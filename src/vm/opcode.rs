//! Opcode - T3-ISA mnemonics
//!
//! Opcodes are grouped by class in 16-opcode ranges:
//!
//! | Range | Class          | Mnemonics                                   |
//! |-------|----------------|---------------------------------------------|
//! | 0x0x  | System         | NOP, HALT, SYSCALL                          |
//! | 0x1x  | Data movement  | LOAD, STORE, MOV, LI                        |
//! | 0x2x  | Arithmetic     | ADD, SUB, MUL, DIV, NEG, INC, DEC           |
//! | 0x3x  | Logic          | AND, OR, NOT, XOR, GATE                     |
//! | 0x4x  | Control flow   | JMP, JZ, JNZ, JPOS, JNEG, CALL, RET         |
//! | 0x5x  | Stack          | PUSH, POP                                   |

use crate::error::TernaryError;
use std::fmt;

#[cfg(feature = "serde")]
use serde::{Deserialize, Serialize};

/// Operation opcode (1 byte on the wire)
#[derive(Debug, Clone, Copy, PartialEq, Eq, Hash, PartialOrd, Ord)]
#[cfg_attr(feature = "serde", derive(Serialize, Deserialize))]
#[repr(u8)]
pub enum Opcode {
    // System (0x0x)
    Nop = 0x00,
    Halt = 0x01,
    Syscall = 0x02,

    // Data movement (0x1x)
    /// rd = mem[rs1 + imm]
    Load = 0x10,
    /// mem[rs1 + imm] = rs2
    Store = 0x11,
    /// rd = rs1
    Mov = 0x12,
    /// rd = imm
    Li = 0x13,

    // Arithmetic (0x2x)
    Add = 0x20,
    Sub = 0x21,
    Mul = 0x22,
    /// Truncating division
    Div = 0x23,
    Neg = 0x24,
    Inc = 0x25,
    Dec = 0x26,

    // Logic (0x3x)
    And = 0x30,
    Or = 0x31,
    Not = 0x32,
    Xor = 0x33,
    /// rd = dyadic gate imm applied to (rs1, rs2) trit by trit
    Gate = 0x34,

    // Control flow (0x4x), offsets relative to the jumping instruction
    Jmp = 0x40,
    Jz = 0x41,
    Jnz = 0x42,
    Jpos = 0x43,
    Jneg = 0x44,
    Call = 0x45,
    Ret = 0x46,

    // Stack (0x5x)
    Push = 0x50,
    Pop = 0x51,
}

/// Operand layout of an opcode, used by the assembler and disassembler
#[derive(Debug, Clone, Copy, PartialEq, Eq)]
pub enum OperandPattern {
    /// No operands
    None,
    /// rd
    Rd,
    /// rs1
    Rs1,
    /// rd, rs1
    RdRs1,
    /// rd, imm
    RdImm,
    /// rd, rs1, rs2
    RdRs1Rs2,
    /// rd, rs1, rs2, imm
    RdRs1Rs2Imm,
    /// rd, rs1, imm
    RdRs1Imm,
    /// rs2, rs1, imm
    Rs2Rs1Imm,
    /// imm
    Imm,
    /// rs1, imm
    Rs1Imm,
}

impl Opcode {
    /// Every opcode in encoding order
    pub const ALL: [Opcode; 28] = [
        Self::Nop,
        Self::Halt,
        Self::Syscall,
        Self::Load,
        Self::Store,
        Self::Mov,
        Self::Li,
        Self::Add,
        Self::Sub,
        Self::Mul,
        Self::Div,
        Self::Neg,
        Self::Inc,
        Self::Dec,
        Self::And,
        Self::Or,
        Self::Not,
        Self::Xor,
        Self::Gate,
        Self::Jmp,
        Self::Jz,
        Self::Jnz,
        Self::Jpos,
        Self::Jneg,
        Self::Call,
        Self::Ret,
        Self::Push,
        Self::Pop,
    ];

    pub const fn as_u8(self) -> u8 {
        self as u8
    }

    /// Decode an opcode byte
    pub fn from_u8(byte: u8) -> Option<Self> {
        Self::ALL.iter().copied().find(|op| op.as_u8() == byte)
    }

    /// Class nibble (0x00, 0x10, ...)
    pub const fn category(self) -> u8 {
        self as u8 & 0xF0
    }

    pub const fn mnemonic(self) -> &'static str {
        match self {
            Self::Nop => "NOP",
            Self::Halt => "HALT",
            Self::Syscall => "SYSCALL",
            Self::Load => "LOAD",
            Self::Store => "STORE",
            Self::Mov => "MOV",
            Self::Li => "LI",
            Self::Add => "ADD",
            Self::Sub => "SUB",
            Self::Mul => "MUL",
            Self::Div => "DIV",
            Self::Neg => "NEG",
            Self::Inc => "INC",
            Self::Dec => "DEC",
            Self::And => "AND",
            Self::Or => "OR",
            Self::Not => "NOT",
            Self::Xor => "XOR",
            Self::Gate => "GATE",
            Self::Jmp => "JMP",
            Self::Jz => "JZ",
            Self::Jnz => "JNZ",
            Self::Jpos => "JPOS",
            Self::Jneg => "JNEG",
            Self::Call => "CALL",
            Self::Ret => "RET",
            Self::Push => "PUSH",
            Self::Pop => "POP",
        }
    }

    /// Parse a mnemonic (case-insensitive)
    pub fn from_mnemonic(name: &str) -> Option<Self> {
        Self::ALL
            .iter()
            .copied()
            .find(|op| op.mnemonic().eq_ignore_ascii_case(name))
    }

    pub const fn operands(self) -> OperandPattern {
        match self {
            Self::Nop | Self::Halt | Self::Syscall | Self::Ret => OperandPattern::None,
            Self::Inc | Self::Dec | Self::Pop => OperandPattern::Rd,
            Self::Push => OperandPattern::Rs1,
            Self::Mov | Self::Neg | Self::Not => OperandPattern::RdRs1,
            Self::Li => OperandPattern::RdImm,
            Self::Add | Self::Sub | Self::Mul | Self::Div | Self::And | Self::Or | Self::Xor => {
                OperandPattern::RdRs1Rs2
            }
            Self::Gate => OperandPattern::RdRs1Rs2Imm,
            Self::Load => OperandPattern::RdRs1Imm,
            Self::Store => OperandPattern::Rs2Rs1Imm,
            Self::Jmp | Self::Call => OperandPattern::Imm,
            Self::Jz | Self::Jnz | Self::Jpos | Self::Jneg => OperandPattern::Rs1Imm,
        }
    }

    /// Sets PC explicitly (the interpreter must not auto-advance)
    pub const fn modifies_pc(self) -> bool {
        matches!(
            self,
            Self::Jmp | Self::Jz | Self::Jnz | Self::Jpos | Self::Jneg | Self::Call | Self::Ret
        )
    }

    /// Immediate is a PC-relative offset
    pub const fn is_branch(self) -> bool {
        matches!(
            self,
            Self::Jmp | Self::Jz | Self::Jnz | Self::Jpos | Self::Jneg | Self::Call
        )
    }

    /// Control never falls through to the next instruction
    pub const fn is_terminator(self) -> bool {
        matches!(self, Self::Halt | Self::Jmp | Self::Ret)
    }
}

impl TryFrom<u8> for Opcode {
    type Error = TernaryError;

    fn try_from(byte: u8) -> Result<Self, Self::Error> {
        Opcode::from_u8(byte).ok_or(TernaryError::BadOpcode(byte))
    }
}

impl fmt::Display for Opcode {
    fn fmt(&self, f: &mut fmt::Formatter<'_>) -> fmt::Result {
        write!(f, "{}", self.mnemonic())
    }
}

■ **WHAT IS EXPECTED**
Scan the records above for lines with the word "copied", then say how many there are, giving the number alone.

■ **OUTPUT BELOW**
2